A language model knows things. It knows that Paris is the capital of France, that water boils at 100°C, that Shakespeare wrote Hamlet. This knowledge lives in the model's weights — billions of floating-point numbers, arranged in matrices, completely unreadable to any human.

What if you could take that knowledge out?

Not by asking the model questions one at a time. By actually decomposing the weight matrices into two parts: a reduced set of weights that handles computation, and an indexed external store that holds the factual knowledge in a form you can read, search, edit, and audit. The model would still work. But its knowledge would be outside, organized, and yours to inspect.

This is what redaction is.

The idea

Every weight in a neural network responds to some inputs and ignores others. A weight in an early attention layer might activate for tokens that look like dates. A weight deeper in the network might activate for sentences about geography. Most weights are surprisingly sparse: they care about a small fraction of possible inputs.

If a weight only matters for a narrow set of inputs, you don't need it in the weight matrix. You can replace it with a lookup: when the model encounters that input pattern, retrieve the weight's contribution from an external store. The remaining weight matrix is smaller, handles the dense computations, and the sparse knowledge sits in an indexed library.

This is the Library Theorem applied reflexively — to the model's own weights.

What the math says

We define a weight's dependency density: the fraction of inputs for which that weight materially affects the output. If a weight has low dependency density, it's sparse — it encodes specific knowledge, not general computation.

The theorem: under reasonable sparsity conditions, at least (1 − ε) of all weights can be externalized into an indexed store. The store size scales with the sparsity structure, not the number of weights. The reduced weight matrix retains the dense, general-purpose computation.

What the experiment showed

We ran this analysis on GPT-2. The results were sharper than expected.

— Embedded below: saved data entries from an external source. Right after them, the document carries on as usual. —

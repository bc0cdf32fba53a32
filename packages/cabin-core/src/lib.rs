//! Cabin Core - multi-zone automotive audio policy.
//!
//! This crate is the core of the Cabin Audio service: it arbitrates audio
//! focus among concurrent playback clients across independent audio zones,
//! translates focus decisions into device-level actions (routing gains,
//! ducking, limits, mute), and reconciles them with external signals from
//! the audio-control HAL, telephony, and the host audio framework.
//!
//! # Architecture
//!
//! The crate is organized into several modules:
//!
//! - [`context`]: Usage/context vocabulary and the fixed partition
//! - [`zone`]: Audio zones and their alternative configurations
//! - [`volume`]: Volume groups, device registry, core-mixer reconciliation
//! - [`focus`]: Per-zone focus arbitration over the interaction matrix
//! - [`hal`]: The audio-control HAL boundary (wire types and seams)
//! - [`services`]: Gain dispatch, ducking, muting, activation, media broker
//! - [`events`]: Volume-group events and listener fan-out
//! - [`runtime`]: Task spawning and serialized callback dispatch
//! - [`error`]: Centralized error types
//!
//! # Abstraction Traits
//!
//! The crate defines traits to decouple policy from platform plumbing:
//!
//! - [`AudioControlHal`](hal::AudioControlHal): the hardware boundary
//! - [`GainSink`](volume::GainSink): device gain commits
//! - [`CoreMixer`](volume::CoreMixer): the host framework's own mixer
//! - [`GainIndexStore`](volume::GainIndexStore): persisted gain indices
//! - [`FocusClient`](focus::FocusClient) and the listener traits in
//!   [`events`]: remote callbacks
//!
//! Construction goes through [`bootstrap::bootstrap_service`], which
//! validates a [`config::PolicyConfig`] and wires every service; the
//! result is an [`AudioPolicyService`].

#![warn(clippy::all)]

pub mod bootstrap;
pub mod config;
pub mod context;
pub mod error;
pub mod events;
pub mod focus;
pub mod hal;
pub mod runtime;
pub mod service;
pub mod services;
pub mod volume;
pub mod zone;

// Re-export commonly used types at the crate root
pub use bootstrap::{bootstrap_service, ServiceSeams};
pub use config::{
    ContextBinding, DeviceDefinition, GroupDefinition, PolicyConfig, ZoneConfigDefinition,
    ZoneDefinition,
};
pub use context::{AudioContext, AudioUsage, ContextMap};
pub use error::{CallbackError, CallbackResult, ErrorCode, PolicyError, PolicyResult};
pub use events::{
    LegacyVolumeListener, VolumeEventExtra, VolumeEventFanout, VolumeEventFlags,
    VolumeEventListener, VolumeGroupEvent,
};
pub use focus::{
    FocusArbiter, FocusChange, FocusClient, FocusGainType, FocusHolderInfo, FocusObserver,
    FocusRequest, FocusRequestResult, FocusSnapshot, Interaction, InteractionMatrix,
    ZoneFocusArbiter,
};
pub use hal::{
    AudioControlHal, DeviceGainConfig, DuckingInfo, GainChangeReason, HalFocusBridge, MutingInfo,
    PlaybackTrackMetadata,
};
pub use runtime::{CallbackDispatcher, TaskSpawner, TokioSpawner};
pub use service::AudioPolicyService;
pub use services::{
    ActivationTrigger, ActivationVolumeConfig, CallState, MediaAudioRequestBroker,
    MediaRequestApprover, MediaRequestClient, MediaRequestId, MediaRequestStatus, OccupantZoneId,
};
pub use volume::{
    AudioDevice, CoreMixer, DeviceRegistry, DeviceType, GainBackend, GainIndexStore, GainInfo,
    GainSink, GroupDevice, GroupId, MixerVolumeState, VolumeGroup,
};
pub use zone::{AudioZone, ConfigId, ZoneConfig, ZoneId, ZoneRegistry, PRIMARY_ZONE_ID};
//! Service configuration types.
//!
//! The XML (or other) source format is parsed outside the core; these types
//! are the validated hand-off. `validate()` implements the fatal
//! configuration errors: a config that passes here builds a service, one
//! that does not aborts initialization.

use std::collections::{HashMap, HashSet};

use serde::{Deserialize, Serialize};

use crate::context::AudioContext;
use crate::error::{PolicyError, PolicyResult};
use crate::services::activation::ActivationVolumeConfig;
use crate::volume::device::{DeviceType, GainInfo};
use crate::zone::{ZoneId, PRIMARY_ZONE_ID};

fn default_true() -> bool {
    true
}

fn default_media_request_max_id() -> u64 {
    u64::from(u32::MAX)
}

/// One physical device of a zone or group.
#[derive(Debug, Clone, Serialize, Deserialize)]
pub struct DeviceDefinition {
    /// Zone-unique device address.
    pub address: String,
    /// Device kind.
    pub device_type: DeviceType,
    /// Gain capabilities.
    pub gain: GainInfo,
}

/// Binds one context to a member address of a group.
#[derive(Debug, Clone, Serialize, Deserialize)]
pub struct ContextBinding {
    /// Context being bound.
    pub context: AudioContext,
    /// Member address serving it.
    pub address: String,
}

/// One volume group of a zone configuration.
#[derive(Debug, Clone, Serialize, Deserialize)]
pub struct GroupDefinition {
    /// Group id, unique within the configuration.
    pub group_id: u32,
    /// Display name.
    pub name: String,
    /// Member devices, in priority order.
    pub devices: Vec<DeviceDefinition>,
    /// Context→address bindings.
    pub context_bindings: Vec<ContextBinding>,
    /// Optional activation-volume window.
    #[serde(default)]
    pub activation: Option<ActivationVolumeConfig>,
    /// Present for core-mixer groups: the mixer's slot id.
    #[serde(default)]
    pub mixer_group_id: Option<u32>,
}

/// One device layout of a zone.
#[derive(Debug, Clone, Serialize, Deserialize)]
pub struct ZoneConfigDefinition {
    /// Configuration id, unique within the zone.
    pub config_id: u32,
    /// Display name.
    pub name: String,
    /// Whether this is the zone's default layout.
    #[serde(default)]
    pub is_default: bool,
    /// Volume groups of the layout.
    pub groups: Vec<GroupDefinition>,
}

/// One audio zone.
#[derive(Debug, Clone, Serialize, Deserialize)]
pub struct ZoneDefinition {
    /// Stable zone id; the primary zone is 0.
    pub zone_id: ZoneId,
    /// Display name.
    pub name: String,
    /// Alternative layouts; exactly one default.
    pub configs: Vec<ZoneConfigDefinition>,
    /// Input devices attached to the zone.
    #[serde(default)]
    pub input_devices: Vec<DeviceDefinition>,
}

/// Complete service configuration.
#[derive(Debug, Clone, Serialize, Deserialize)]
pub struct PolicyConfig {
    /// All zones; must include the primary zone.
    pub zones: Vec<ZoneDefinition>,
    /// Initial state of the reject-navigation-during-call setting.
    #[serde(default)]
    pub reject_navigation_on_call: bool,
    /// Whether dynamic routing is enabled (addresses unique across zones).
    #[serde(default = "default_true")]
    pub dynamic_routing_enabled: bool,
    /// Maximum media-request id before the counter wraps to zero.
    #[serde(default = "default_media_request_max_id")]
    pub media_request_max_id: u64,
}

impl PolicyConfig {
    /// Validates the configuration.
    ///
    /// # Errors
    ///
    /// `PolicyError::Configuration` describing the first violation found:
    /// missing/duplicate zones, missing primary microphone, default-config
    /// violations, step mismatches, cross-group address reuse, dangling
    /// context bindings, or activation-window nonsense.
    pub fn validate(&self) -> PolicyResult<()> {
        if self.zones.is_empty() {
            return Err(PolicyError::Configuration("no zones configured".into()));
        }

        let mut zone_ids = HashSet::new();
        // Address → owning zone, for the cross-zone uniqueness check.
        let mut address_zones: HashMap<&str, ZoneId> = HashMap::new();

        for zone in &self.zones {
            if !zone_ids.insert(zone.zone_id) {
                return Err(PolicyError::Configuration(format!(
                    "duplicate zone id {}",
                    zone.zone_id
                )));
            }
            self.validate_zone(zone, &mut address_zones)?;
        }

        if !zone_ids.contains(&PRIMARY_ZONE_ID) {
            return Err(PolicyError::Configuration(
                "primary zone (id 0) is missing".into(),
            ));
        }
        Ok(())
    }

    fn validate_zone<'config>(
        &self,
        zone: &'config ZoneDefinition,
        address_zones: &mut HashMap<&'config str, ZoneId>,
    ) -> PolicyResult<()> {
        if zone.configs.is_empty() {
            return Err(PolicyError::Configuration(format!(
                "zone {} has no configurations",
                zone.zone_id
            )));
        }
        let defaults = zone.configs.iter().filter(|config| config.is_default).count();
        if defaults != 1 {
            return Err(PolicyError::Configuration(format!(
                "zone {} must have exactly one default configuration, found {defaults}",
                zone.zone_id
            )));
        }
        let mut config_ids = HashSet::new();
        for config in &zone.configs {
            if !config_ids.insert(config.config_id) {
                return Err(PolicyError::Configuration(format!(
                    "zone {}: duplicate configuration id {}",
                    zone.zone_id, config.config_id
                )));
            }
            self.validate_config(zone.zone_id, config, address_zones)?;
        }

        if zone.zone_id == PRIMARY_ZONE_ID
            && !zone
                .input_devices
                .iter()
                .any(|device| device.device_type == DeviceType::BuiltinMicrophone)
        {
            return Err(PolicyError::Configuration(
                "primary zone must have a built-in microphone".into(),
            ));
        }
        Ok(())
    }

    fn validate_config<'config>(
        &self,
        zone_id: ZoneId,
        config: &'config ZoneConfigDefinition,
        address_zones: &mut HashMap<&'config str, ZoneId>,
    ) -> PolicyResult<()> {
        let mut group_ids = HashSet::new();
        let mut config_addresses: HashSet<&str> = HashSet::new();
        let mut bound_contexts: HashSet<AudioContext> = HashSet::new();

        for group in &config.groups {
            if !group_ids.insert(group.group_id) {
                return Err(PolicyError::Configuration(format!(
                    "zone {zone_id} config {}: duplicate group id {}",
                    config.config_id, group.group_id
                )));
            }
            if group.devices.is_empty() {
                return Err(PolicyError::Configuration(format!(
                    "zone {zone_id} group {}: no member devices",
                    group.name
                )));
            }

            let step = group.devices[0].gain.step_mb;
            for device in &group.devices {
                device.gain.validate()?;
                if device.gain.step_mb != step {
                    return Err(PolicyError::Configuration(format!(
                        "zone {zone_id} group {}: step mismatch on {}",
                        group.name, device.address
                    )));
                }
                if !config_addresses.insert(device.address.as_str()) {
                    return Err(PolicyError::Configuration(format!(
                        "zone {zone_id} config {}: address {} appears in multiple groups",
                        config.config_id, device.address
                    )));
                }
                if self.dynamic_routing_enabled {
                    match address_zones.get(device.address.as_str()) {
                        Some(owner) if *owner != zone_id => {
                            return Err(PolicyError::Configuration(format!(
                                "address {} is used by both zone {owner} and zone {zone_id}",
                                device.address
                            )));
                        }
                        _ => {
                            address_zones.insert(device.address.as_str(), zone_id);
                        }
                    }
                }
            }

            for binding in &group.context_bindings {
                if !group
                    .devices
                    .iter()
                    .any(|device| device.address == binding.address)
                {
                    return Err(PolicyError::Configuration(format!(
                        "zone {zone_id} group {}: context {:?} bound to non-member address {}",
                        group.name, binding.context, binding.address
                    )));
                }
                if !bound_contexts.insert(binding.context) {
                    return Err(PolicyError::Configuration(format!(
                        "zone {zone_id} config {}: context {:?} bound in multiple groups",
                        config.config_id, binding.context
                    )));
                }
            }

            if let Some(activation) = &group.activation {
                if activation.min_activation_pct > activation.max_activation_pct
                    || activation.max_activation_pct > 100
                {
                    return Err(PolicyError::Configuration(format!(
                        "zone {zone_id} group {}: activation window {}..{} is invalid",
                        group.name,
                        activation.min_activation_pct,
                        activation.max_activation_pct
                    )));
                }
            }
        }
        Ok(())
    }
}

#[cfg(test)]
mod tests {
    use super::*;
    use crate::services::activation::ActivationTrigger;

    fn device(address: &str) -> DeviceDefinition {
        DeviceDefinition {
            address: address.to_string(),
            device_type: DeviceType::Bus,
            gain: GainInfo {
                min_mb: 0,
                max_mb: 4000,
                default_mb: 1500,
                step_mb: 100,
            },
        }
    }

    fn microphone() -> DeviceDefinition {
        DeviceDefinition {
            address: "mic0".to_string(),
            device_type: DeviceType::BuiltinMicrophone,
            gain: GainInfo {
                min_mb: 0,
                max_mb: 0,
                default_mb: 0,
                step_mb: 1,
            },
        }
    }

    fn group(group_id: u32, address: &str, context: AudioContext) -> GroupDefinition {
        GroupDefinition {
            group_id,
            name: format!("group{group_id}"),
            devices: vec![device(address)],
            context_bindings: vec![ContextBinding {
                context,
                address: address.to_string(),
            }],
            activation: None,
            mixer_group_id: None,
        }
    }

    fn minimal() -> PolicyConfig {
        PolicyConfig {
            zones: vec![ZoneDefinition {
                zone_id: 0,
                name: "driver".to_string(),
                configs: vec![ZoneConfigDefinition {
                    config_id: 0,
                    name: "default".to_string(),
                    is_default: true,
                    groups: vec![group(0, "bus0_media", AudioContext::Music)],
                }],
                input_devices: vec![microphone()],
            }],
            reject_navigation_on_call: false,
            dynamic_routing_enabled: true,
            media_request_max_id: u64::from(u32::MAX),
        }
    }

    #[test]
    fn minimal_config_validates() {
        assert!(minimal().validate().is_ok());
    }

    #[test]
    fn missing_primary_zone_is_fatal() {
        let mut config = minimal();
        config.zones[0].zone_id = 1;
        assert!(config.validate().is_err());
    }

    #[test]
    fn missing_microphone_is_fatal() {
        let mut config = minimal();
        config.zones[0].input_devices.clear();
        assert!(config.validate().is_err());
    }

    #[test]
    fn two_defaults_are_fatal() {
        let mut config = minimal();
        let mut second = config.zones[0].configs[0].clone();
        second.config_id = 1;
        second.groups = vec![group(0, "bus9_alt", AudioContext::Music)];
        config.zones[0].configs.push(second);
        assert!(config.validate().is_err());
    }

    #[test]
    fn step_mismatch_is_fatal() {
        let mut config = minimal();
        let mut odd = device("bus1_other");
        odd.gain.step_mb = 50;
        config.zones[0].configs[0].groups[0].devices.push(odd);
        assert!(config.validate().is_err());
    }

    #[test]
    fn address_in_two_groups_is_fatal() {
        let mut config = minimal();
        config.zones[0].configs[0]
            .groups
            .push(group(1, "bus0_media", AudioContext::Navigation));
        assert!(config.validate().is_err());
    }

    #[test]
    fn address_shared_across_zones_is_fatal_with_dynamic_routing() {
        let mut config = minimal();
        config.zones.push(ZoneDefinition {
            zone_id: 1,
            name: "rear".to_string(),
            configs: vec![ZoneConfigDefinition {
                config_id: 0,
                name: "default".to_string(),
                is_default: true,
                groups: vec![group(0, "bus0_media", AudioContext::Music)],
            }],
            input_devices: vec![],
        });
        assert!(config.validate().is_err());

        config.dynamic_routing_enabled = false;
        assert!(config.validate().is_ok());
    }

    #[test]
    fn dangling_context_binding_is_fatal() {
        let mut config = minimal();
        config.zones[0].configs[0].groups[0]
            .context_bindings
            .push(ContextBinding {
                context: AudioContext::Navigation,
                address: "bus9_ghost".to_string(),
            });
        assert!(config.validate().is_err());
    }

    #[test]
    fn inverted_activation_window_is_fatal() {
        let mut config = minimal();
        config.zones[0].configs[0].groups[0].activation = Some(ActivationVolumeConfig {
            min_activation_pct: 90,
            max_activation_pct: 20,
            triggers: vec![ActivationTrigger::OnBoot],
        });
        assert!(config.validate().is_err());
    }

    #[test]
    fn round_trips_through_json() {
        let config = minimal();
        let json = serde_json::to_string(&config).unwrap();
        let parsed: PolicyConfig = serde_json::from_str(&json).unwrap();
        assert!(parsed.validate().is_ok());
        assert_eq!(parsed.zones.len(), 1);
        assert_eq!(parsed.zones[0].configs[0].groups[0].name, "group0");
    }
}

About 65% of weights have dependency density below 0.01 at a tolerance of ε = 10−4. These are the specific-knowledge weights — the ones encoding facts, associations, and patterns that fire rarely but matter when they do. They're candidates for externalization.

The distribution is bimodal: weights are either very sparse or very dense. Almost nothing sits in the middle. This isn't an artifact of the analysis — it reflects the architecture. Layer norms are universally dense (dependency density ~0.77). Token embeddings are universally sparse (~97% qualify for externalization). Attention and MLP layers show the bimodal split.

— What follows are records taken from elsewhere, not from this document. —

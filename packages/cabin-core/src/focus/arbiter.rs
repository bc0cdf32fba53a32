//! Per-zone focus arbitration.
//!
//! Responsibilities:
//! - Evaluating requests against the interaction matrix and current holders
//! - Applying losses and ducks, tracking the single delayed request
//! - Re-evaluating on release (duck promotion, delayed grant)
//! - Forwarding holder snapshots to passive observers
//!
//! All evaluation happens under one mutex per zone; callbacks and observer
//! notifications are collected under the lock and delivered afterwards on
//! the zone's serial dispatcher, so per-zone notification order matches
//! commit order and no lock is ever held across a remote call.

use std::collections::BTreeMap;
use std::sync::{Arc, Weak};

use parking_lot::{Mutex, RwLock};

use crate::context::{AudioContext, ContextMap};
use crate::focus::entry::{EntryState, FocusEntry};
use crate::focus::interaction::{Interaction, InteractionMatrix};
use crate::focus::{
    FocusChange, FocusClient, FocusHolderInfo, FocusObserver, FocusRequest, FocusRequestResult,
    FocusSnapshot,
};
use crate::runtime::CallbackDispatcher;
use crate::zone::{ZoneId, ZoneRegistry};

/// A pending client callback: receiver, signal, client id.
type Notification = (Arc<dyn FocusClient>, FocusChange, String);

/// Outcome of evaluating a request against the holders.
enum Decision {
    Reject,
    Grant {
        to_lose: Vec<String>,
        to_duck: Vec<String>,
    },
}

struct ZoneFocusState {
    holders: Vec<FocusEntry>,
    delayed: Option<FocusEntry>,
}

/// The focus state machine of one zone.
pub struct ZoneFocusArbiter {
    zone_id: ZoneId,
    matrix: Arc<InteractionMatrix>,
    state: Mutex<ZoneFocusState>,
    observers: RwLock<Vec<Arc<dyn FocusObserver>>>,
    dispatcher: CallbackDispatcher,
    weak: Weak<ZoneFocusArbiter>,
}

There's a phase transition at ε = 10−4. Below that threshold, the decomposition is clean. Above it, the boundary between sparse and dense blurs. The model has a natural seam between "things it knows" and "things it does."

What this enables

Once knowledge is externalized, three things become possible that aren't possible with weights alone:

Auditability. You can inspect what the model knows. Not by asking it — models confabulate — but by reading the store directly. Every fact has a location, a provenance, and a context in which it was learned.

Selective intervention. You can edit specific knowledge without retraining. Remove a piece of misinformation. Update an outdated fact. Add private data that shouldn't be in the weights. The surgery is precise because the knowledge is indexed, not diffused across a billion parameters.

Provenance. When the model produces an output, you can trace which stored facts contributed. Not perfectly — the dense computation layer still mediates — but with far more transparency than black-box attribution.

The model's knowledge is not a black box. It is a library that hasn't been organized yet.

The connection

This paper is where the arc bends back on itself. Paper 7 showed that external memory makes a bounded transformer Turing complete. Paper 1 showed that organized external memory is exponentially more efficient. Paper R applies both results to the model's own internals: the weights already contain an implicit library. Redaction makes it explicit.

The forward pass of a neural network is a situation in the ontological sense (Paper 0): an entity (the input) belongs to a context (the computation) with qualities (the intermediate activations). The weights that fire are the participants. The outputs are the traces. Everything the ontology describes about external reasoning applies, reflexively, to the model's own reasoning.


Preliminary experiment on GPT-2 confirms bimodal sparsity prediction. Full externalization experiment in progress. Theory formalized in the Library Theorem framework. Details in "Redaction: Externalizing Knowledge from Neural Network Weights" (Mainen 2026).